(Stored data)
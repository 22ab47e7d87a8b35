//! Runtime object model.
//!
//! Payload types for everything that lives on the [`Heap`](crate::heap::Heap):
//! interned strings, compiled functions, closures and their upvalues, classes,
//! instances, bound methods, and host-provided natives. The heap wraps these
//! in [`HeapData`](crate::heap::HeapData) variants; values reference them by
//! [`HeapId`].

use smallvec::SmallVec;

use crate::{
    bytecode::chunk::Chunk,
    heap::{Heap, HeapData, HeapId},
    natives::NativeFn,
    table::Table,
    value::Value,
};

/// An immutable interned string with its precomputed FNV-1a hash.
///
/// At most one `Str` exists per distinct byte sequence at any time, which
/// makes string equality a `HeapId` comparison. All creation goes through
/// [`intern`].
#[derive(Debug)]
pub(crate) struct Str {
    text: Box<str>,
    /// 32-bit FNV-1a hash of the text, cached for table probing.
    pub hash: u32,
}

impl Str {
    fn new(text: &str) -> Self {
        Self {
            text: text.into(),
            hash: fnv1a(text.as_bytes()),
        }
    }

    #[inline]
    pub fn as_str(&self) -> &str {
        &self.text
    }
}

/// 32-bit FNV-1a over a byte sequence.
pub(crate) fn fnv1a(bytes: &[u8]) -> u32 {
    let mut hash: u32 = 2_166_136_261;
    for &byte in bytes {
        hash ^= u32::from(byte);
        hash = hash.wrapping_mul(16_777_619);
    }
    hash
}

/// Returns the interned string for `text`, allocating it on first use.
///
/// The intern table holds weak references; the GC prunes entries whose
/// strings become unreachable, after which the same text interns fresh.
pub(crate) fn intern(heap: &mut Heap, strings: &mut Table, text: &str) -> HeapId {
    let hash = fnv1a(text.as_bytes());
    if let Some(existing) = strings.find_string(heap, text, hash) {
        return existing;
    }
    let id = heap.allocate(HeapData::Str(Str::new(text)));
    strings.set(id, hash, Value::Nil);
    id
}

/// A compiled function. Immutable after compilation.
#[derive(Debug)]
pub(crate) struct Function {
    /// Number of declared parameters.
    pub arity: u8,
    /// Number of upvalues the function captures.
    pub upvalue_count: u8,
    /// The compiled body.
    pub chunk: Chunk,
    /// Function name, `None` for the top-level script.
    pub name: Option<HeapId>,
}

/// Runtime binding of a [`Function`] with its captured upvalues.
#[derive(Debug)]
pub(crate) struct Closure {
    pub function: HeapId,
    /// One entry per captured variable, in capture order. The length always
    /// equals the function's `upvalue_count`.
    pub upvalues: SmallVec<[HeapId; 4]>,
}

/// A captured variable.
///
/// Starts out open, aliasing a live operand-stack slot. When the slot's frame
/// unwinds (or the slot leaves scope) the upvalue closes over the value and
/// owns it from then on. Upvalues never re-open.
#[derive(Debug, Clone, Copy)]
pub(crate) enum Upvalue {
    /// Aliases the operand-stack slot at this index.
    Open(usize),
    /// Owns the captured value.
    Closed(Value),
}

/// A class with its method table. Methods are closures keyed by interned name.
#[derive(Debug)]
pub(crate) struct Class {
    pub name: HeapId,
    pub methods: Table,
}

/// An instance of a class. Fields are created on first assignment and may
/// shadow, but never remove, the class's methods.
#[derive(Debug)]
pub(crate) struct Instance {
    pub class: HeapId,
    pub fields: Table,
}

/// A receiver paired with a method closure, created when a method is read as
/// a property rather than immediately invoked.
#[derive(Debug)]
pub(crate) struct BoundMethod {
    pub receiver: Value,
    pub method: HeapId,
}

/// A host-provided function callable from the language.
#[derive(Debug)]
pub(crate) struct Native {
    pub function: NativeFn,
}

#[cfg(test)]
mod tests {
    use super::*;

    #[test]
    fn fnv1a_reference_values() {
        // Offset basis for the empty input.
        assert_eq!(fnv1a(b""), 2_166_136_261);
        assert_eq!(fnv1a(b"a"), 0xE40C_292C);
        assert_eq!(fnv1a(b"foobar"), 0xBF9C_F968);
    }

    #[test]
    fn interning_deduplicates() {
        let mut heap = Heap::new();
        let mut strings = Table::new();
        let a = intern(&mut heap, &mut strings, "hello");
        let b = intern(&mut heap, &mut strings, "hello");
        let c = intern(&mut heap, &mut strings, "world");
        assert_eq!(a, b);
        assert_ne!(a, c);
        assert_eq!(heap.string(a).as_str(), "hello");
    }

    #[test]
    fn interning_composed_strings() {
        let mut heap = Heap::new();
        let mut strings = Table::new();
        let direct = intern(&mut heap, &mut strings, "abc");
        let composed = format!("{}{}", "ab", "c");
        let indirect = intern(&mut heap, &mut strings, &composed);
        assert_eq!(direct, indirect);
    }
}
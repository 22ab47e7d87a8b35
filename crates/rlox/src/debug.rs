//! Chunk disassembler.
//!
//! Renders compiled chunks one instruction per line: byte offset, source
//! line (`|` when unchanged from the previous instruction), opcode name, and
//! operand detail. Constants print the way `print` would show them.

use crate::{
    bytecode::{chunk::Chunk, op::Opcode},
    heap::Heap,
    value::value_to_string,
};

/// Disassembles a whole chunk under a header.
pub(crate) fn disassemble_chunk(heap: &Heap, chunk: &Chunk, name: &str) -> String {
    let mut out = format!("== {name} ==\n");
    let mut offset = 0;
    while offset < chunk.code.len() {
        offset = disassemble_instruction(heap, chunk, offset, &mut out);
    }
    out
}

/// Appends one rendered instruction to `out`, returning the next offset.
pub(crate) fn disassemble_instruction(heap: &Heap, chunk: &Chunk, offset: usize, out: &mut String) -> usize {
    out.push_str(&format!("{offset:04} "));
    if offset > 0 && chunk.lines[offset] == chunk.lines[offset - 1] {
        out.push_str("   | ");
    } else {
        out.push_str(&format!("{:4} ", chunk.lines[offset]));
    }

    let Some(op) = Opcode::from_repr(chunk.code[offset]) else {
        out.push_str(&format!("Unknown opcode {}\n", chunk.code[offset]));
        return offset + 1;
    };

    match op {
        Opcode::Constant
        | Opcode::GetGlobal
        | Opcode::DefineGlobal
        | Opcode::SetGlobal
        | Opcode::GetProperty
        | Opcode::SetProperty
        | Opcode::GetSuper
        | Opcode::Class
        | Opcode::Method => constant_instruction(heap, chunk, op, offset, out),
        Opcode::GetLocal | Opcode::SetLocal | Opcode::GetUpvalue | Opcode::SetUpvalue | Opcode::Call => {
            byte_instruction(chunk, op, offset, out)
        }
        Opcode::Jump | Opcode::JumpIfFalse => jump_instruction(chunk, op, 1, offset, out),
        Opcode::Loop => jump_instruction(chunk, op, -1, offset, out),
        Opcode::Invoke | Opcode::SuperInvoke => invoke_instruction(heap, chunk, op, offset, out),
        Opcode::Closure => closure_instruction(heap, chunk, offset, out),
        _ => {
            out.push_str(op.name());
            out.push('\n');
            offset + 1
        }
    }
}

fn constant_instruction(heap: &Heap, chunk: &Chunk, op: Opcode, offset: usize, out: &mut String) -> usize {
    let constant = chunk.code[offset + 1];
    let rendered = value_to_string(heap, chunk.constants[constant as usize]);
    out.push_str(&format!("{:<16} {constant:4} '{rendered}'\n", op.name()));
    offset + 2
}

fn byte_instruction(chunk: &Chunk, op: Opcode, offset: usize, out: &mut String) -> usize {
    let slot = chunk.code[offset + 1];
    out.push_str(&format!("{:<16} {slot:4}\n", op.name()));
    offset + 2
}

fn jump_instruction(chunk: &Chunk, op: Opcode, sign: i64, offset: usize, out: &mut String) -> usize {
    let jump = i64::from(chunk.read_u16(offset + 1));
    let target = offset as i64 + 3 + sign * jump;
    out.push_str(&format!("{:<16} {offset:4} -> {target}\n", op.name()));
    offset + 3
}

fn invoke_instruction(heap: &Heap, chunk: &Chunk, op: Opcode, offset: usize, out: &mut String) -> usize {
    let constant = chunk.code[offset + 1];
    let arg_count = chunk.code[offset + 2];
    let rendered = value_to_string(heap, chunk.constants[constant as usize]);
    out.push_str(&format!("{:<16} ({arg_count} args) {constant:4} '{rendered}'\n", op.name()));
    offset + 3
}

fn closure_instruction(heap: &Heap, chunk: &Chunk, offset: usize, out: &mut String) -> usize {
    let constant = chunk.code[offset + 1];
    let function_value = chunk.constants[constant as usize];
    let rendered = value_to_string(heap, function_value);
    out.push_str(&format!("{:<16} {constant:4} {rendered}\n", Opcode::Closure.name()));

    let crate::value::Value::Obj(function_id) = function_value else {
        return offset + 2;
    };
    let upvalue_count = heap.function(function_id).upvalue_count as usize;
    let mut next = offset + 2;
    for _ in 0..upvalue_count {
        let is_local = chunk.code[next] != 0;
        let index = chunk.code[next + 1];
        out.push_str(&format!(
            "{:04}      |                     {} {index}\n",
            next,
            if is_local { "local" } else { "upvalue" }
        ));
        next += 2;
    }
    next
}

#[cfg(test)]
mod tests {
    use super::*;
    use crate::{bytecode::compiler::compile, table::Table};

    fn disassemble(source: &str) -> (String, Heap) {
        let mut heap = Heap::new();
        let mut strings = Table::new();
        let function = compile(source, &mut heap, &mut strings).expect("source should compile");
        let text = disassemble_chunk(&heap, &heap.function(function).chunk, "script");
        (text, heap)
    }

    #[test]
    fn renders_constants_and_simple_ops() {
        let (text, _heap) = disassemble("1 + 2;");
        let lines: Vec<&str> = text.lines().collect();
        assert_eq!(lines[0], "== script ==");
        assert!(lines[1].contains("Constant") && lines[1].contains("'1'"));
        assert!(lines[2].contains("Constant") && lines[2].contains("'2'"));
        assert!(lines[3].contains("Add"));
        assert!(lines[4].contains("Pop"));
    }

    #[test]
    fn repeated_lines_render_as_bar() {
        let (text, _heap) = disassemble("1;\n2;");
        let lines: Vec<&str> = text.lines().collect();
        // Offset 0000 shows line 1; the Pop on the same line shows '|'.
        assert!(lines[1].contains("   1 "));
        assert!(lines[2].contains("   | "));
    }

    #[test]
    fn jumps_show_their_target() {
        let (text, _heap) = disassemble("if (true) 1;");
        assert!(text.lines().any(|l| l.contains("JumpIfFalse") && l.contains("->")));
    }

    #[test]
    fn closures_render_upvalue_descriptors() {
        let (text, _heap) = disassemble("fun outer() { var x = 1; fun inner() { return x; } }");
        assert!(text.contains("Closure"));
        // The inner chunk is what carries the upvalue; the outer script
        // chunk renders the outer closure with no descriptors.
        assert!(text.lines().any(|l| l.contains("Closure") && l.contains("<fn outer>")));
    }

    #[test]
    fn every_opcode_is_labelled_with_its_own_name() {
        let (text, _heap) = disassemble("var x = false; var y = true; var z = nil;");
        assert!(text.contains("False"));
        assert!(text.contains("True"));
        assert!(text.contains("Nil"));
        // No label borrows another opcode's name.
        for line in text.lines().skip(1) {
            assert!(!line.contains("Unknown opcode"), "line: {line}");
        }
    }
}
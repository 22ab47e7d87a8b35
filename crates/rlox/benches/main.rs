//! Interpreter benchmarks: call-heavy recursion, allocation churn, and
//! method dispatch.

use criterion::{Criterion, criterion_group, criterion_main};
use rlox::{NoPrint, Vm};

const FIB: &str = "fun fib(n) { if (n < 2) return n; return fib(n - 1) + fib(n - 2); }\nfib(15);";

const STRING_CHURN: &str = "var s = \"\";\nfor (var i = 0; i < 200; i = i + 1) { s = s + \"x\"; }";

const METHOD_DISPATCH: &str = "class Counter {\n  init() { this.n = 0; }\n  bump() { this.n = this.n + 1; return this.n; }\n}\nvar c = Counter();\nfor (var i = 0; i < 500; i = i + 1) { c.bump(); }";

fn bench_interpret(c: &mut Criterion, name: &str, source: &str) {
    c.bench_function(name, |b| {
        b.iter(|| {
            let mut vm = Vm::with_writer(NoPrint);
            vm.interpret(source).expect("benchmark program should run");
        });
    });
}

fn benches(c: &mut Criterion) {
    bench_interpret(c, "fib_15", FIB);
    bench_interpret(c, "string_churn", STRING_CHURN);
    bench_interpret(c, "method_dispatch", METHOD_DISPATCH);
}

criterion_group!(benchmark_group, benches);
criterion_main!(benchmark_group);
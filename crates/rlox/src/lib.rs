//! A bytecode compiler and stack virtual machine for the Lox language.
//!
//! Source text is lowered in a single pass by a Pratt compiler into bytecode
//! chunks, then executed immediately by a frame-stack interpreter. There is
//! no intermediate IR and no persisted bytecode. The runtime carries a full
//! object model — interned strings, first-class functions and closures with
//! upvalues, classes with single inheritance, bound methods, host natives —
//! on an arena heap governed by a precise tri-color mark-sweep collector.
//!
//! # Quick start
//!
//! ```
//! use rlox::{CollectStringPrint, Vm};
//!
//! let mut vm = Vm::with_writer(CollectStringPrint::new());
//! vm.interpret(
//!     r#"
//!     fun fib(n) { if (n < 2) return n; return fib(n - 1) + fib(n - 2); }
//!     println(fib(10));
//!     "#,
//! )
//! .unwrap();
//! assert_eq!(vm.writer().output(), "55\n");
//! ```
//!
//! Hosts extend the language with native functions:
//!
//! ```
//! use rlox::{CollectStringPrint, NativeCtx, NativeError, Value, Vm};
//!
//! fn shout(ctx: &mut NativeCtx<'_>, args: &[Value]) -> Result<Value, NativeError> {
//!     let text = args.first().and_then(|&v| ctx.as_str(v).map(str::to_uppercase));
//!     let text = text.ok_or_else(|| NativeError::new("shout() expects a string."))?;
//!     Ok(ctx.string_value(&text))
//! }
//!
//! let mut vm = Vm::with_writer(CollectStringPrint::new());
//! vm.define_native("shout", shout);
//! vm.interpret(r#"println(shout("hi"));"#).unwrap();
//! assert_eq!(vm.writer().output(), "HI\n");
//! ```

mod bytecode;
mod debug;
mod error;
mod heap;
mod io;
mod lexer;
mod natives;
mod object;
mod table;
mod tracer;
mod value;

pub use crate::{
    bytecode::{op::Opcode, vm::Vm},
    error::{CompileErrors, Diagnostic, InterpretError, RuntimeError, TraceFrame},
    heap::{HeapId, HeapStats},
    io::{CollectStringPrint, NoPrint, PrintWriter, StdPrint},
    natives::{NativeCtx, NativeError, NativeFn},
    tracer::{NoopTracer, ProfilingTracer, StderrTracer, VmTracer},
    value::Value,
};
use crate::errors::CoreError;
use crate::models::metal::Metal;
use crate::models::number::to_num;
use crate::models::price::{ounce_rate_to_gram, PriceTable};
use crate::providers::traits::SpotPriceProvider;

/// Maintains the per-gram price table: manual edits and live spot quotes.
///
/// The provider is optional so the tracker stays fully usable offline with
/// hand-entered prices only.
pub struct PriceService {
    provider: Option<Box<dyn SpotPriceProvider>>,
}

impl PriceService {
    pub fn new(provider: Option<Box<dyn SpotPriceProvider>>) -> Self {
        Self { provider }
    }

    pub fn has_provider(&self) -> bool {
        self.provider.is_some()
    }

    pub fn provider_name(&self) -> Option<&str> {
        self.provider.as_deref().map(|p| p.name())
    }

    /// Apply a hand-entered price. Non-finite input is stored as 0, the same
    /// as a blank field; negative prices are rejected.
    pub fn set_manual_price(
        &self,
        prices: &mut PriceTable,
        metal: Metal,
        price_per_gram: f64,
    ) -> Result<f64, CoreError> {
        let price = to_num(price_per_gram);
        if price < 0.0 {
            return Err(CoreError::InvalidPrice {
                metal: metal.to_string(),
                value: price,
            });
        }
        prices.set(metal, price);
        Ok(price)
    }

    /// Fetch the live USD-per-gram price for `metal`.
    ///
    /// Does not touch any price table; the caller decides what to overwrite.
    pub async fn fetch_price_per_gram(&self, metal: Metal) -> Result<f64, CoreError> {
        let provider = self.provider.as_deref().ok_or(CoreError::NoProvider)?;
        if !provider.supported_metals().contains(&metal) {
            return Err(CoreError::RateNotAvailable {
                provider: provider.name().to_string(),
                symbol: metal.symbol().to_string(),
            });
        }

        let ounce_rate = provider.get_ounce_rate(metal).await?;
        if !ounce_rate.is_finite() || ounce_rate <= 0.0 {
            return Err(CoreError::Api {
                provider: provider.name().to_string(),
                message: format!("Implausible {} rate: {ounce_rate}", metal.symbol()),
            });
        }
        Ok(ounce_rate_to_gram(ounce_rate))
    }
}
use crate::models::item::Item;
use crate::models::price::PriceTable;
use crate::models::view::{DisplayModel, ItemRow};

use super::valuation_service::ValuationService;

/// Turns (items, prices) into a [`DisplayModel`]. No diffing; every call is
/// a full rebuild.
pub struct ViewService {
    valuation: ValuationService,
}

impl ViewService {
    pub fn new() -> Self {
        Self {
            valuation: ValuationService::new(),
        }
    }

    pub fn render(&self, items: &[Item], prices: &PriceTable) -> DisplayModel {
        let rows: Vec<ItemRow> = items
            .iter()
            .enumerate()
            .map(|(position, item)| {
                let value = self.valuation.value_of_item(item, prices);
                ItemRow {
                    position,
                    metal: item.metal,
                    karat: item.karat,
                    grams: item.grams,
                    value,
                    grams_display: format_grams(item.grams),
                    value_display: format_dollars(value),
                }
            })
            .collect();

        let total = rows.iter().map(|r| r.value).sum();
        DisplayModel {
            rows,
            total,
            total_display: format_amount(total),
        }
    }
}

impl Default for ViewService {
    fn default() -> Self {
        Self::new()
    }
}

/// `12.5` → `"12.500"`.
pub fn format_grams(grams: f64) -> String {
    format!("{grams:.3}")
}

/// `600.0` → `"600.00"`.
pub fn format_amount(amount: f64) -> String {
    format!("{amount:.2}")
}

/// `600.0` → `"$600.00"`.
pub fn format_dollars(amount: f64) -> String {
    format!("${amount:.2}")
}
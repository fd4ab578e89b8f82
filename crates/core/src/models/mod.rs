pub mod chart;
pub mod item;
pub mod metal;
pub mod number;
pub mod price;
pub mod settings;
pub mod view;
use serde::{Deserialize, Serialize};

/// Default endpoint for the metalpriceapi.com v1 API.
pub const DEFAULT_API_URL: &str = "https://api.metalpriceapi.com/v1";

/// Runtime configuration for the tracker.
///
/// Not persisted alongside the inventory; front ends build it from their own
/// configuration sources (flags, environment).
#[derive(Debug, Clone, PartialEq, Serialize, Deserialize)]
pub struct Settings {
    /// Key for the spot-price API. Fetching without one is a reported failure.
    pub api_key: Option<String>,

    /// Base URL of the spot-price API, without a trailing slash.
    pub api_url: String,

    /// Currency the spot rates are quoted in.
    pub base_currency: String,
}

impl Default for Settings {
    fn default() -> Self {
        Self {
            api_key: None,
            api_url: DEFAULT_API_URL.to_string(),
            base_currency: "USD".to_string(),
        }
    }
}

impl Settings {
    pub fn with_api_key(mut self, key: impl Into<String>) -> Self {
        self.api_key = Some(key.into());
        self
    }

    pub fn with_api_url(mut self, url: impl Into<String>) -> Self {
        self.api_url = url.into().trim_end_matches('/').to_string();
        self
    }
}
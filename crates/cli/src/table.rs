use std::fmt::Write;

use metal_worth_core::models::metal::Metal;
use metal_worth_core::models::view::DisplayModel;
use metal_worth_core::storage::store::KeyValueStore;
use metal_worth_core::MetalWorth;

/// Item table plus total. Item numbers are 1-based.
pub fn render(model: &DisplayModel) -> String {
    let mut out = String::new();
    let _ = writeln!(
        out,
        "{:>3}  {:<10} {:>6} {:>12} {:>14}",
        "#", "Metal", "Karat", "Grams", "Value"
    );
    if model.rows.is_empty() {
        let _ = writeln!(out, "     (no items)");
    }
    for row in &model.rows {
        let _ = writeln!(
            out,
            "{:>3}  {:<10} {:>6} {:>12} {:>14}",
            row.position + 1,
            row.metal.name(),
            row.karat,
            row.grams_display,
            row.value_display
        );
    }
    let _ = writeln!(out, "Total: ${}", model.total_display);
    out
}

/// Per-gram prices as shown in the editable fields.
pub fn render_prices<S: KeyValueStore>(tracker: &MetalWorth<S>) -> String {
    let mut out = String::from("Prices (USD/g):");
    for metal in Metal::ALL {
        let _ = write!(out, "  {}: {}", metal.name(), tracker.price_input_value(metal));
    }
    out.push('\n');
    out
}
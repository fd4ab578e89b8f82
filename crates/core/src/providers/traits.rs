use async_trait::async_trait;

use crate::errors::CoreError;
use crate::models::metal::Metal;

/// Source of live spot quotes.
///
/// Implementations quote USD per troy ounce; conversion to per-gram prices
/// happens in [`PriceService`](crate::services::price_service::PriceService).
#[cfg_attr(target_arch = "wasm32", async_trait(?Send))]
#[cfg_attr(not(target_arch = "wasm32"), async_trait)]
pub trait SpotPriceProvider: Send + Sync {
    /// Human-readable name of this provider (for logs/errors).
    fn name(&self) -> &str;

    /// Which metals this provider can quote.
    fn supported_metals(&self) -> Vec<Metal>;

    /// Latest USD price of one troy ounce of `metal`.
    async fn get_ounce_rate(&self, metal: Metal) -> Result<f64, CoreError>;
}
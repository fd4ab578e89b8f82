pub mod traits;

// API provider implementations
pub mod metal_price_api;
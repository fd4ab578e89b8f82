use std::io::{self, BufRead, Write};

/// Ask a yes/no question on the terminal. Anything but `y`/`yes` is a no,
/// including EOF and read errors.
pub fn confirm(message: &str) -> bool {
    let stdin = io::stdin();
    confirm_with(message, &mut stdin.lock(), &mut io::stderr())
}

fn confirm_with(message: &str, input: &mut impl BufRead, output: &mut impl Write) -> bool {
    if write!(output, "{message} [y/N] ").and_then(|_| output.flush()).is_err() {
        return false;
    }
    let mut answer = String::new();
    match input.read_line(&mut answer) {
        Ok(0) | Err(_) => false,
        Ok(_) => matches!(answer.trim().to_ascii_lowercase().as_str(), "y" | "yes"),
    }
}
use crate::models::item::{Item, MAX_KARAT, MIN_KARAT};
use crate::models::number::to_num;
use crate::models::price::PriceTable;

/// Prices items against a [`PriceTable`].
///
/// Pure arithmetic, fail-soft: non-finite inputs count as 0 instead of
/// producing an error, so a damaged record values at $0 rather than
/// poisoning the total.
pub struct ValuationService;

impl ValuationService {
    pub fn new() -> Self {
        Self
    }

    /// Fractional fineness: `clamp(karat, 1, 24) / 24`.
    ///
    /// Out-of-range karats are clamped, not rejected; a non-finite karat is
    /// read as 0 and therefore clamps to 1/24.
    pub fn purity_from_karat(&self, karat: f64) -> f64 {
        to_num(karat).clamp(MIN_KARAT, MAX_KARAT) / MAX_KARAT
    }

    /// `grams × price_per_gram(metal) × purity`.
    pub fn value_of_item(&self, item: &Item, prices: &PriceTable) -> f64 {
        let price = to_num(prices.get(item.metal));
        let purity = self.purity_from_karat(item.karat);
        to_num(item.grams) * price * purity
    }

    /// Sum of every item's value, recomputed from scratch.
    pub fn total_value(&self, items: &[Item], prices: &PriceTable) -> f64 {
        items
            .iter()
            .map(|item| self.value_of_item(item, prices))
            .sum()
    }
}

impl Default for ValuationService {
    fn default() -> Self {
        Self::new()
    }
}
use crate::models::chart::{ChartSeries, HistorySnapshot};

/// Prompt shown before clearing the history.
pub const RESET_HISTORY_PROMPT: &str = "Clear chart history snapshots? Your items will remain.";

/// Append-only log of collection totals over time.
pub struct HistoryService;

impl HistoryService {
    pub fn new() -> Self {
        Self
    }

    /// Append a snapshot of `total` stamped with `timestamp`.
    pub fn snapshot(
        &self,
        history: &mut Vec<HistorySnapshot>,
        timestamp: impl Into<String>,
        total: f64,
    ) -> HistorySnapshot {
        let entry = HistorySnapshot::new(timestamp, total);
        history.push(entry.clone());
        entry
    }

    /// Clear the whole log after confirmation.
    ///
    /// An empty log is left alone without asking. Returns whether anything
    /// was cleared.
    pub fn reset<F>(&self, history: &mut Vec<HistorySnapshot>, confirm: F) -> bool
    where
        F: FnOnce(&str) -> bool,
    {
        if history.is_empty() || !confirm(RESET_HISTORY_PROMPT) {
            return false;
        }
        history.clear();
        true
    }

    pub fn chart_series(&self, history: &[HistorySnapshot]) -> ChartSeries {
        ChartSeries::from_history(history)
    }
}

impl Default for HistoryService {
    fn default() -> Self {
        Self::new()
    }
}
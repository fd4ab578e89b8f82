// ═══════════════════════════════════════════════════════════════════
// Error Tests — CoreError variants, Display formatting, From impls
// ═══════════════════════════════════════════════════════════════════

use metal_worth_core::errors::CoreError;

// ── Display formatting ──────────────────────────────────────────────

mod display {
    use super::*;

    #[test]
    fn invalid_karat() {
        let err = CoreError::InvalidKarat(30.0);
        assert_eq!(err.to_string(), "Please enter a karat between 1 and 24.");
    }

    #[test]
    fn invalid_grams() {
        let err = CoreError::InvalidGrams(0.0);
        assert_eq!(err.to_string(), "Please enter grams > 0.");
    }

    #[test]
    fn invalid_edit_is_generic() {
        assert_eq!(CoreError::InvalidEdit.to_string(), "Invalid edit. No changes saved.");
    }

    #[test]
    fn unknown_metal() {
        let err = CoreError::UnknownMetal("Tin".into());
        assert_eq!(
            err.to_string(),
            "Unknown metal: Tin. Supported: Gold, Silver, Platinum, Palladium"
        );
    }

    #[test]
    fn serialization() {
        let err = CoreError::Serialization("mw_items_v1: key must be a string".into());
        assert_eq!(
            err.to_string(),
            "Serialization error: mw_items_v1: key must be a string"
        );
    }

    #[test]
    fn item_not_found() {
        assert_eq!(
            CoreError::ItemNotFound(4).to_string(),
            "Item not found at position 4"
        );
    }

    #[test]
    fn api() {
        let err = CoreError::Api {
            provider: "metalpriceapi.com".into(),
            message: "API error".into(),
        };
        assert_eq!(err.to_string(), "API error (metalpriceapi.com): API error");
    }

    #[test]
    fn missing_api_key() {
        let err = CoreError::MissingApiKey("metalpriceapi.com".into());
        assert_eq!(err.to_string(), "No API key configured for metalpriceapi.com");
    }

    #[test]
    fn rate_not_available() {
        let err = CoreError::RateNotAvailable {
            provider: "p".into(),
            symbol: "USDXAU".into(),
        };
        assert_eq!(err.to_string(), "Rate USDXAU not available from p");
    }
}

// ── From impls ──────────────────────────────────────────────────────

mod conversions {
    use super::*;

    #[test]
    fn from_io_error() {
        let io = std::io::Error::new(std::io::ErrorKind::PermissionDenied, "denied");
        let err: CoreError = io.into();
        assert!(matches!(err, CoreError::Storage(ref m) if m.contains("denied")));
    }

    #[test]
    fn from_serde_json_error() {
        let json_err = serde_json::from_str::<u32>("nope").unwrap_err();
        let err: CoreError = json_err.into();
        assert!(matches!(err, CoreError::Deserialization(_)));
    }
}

# WHAT IS NEEDED:
Could you set down, exactly as written, the lines above between the one holding "provider can quote." and the one holding "pub fn value_of_item(&self, item: &Item, prices: &PriceTable)", inclusive, and nothing more?

# SOLUTION BELOW:
    /// Which metals this provider can quote.
    fn supported_metals(&self) -> Vec<Metal>;

    /// Latest USD price of one troy ounce of `metal`.
    async fn get_ounce_rate(&self, metal: Metal) -> Result<f64, CoreError>;
}
repository fd4ab578e89b8f82
pub mod traits;

// API provider implementations
pub mod metal_price_api;
repository fd4ab578e89b8f82
use std::io::{self, BufRead, Write};

/// Ask a yes/no question on the terminal. Anything but `y`/`yes` is a no,
/// including EOF and read errors.
pub fn confirm(message: &str) -> bool {
    let stdin = io::stdin();
    confirm_with(message, &mut stdin.lock(), &mut io::stderr())
}

fn confirm_with(message: &str, input: &mut impl BufRead, output: &mut impl Write) -> bool {
    if write!(output, "{message} [y/N] ").and_then(|_| output.flush()).is_err() {
        return false;
    }
    let mut answer = String::new();
    match input.read_line(&mut answer) {
        Ok(0) | Err(_) => false,
        Ok(_) => matches!(answer.trim().to_ascii_lowercase().as_str(), "y" | "yes"),
    }
}
use crate::models::item::{Item, MAX_KARAT, MIN_KARAT};
use crate::models::number::to_num;
use crate::models::price::PriceTable;

/// Prices items against a [`PriceTable`].
///
/// Pure arithmetic, fail-soft: non-finite inputs count as 0 instead of
/// producing an error, so a damaged record values at $0 rather than
/// poisoning the total.
pub struct ValuationService;

impl ValuationService {
    pub fn new() -> Self {
        Self
    }

    /// Fractional fineness: `clamp(karat, 1, 24) / 24`.
    ///
    /// Out-of-range karats are clamped, not rejected; a non-finite karat is
    /// read as 0 and therefore clamps to 1/24.
    pub fn purity_from_karat(&self, karat: f64) -> f64 {
        to_num(karat).clamp(MIN_KARAT, MAX_KARAT) / MAX_KARAT
    }

    /// `grams × price_per_gram(metal) × purity`.
    pub fn value_of_item(&self, item: &Item, prices: &PriceTable) -> f64 {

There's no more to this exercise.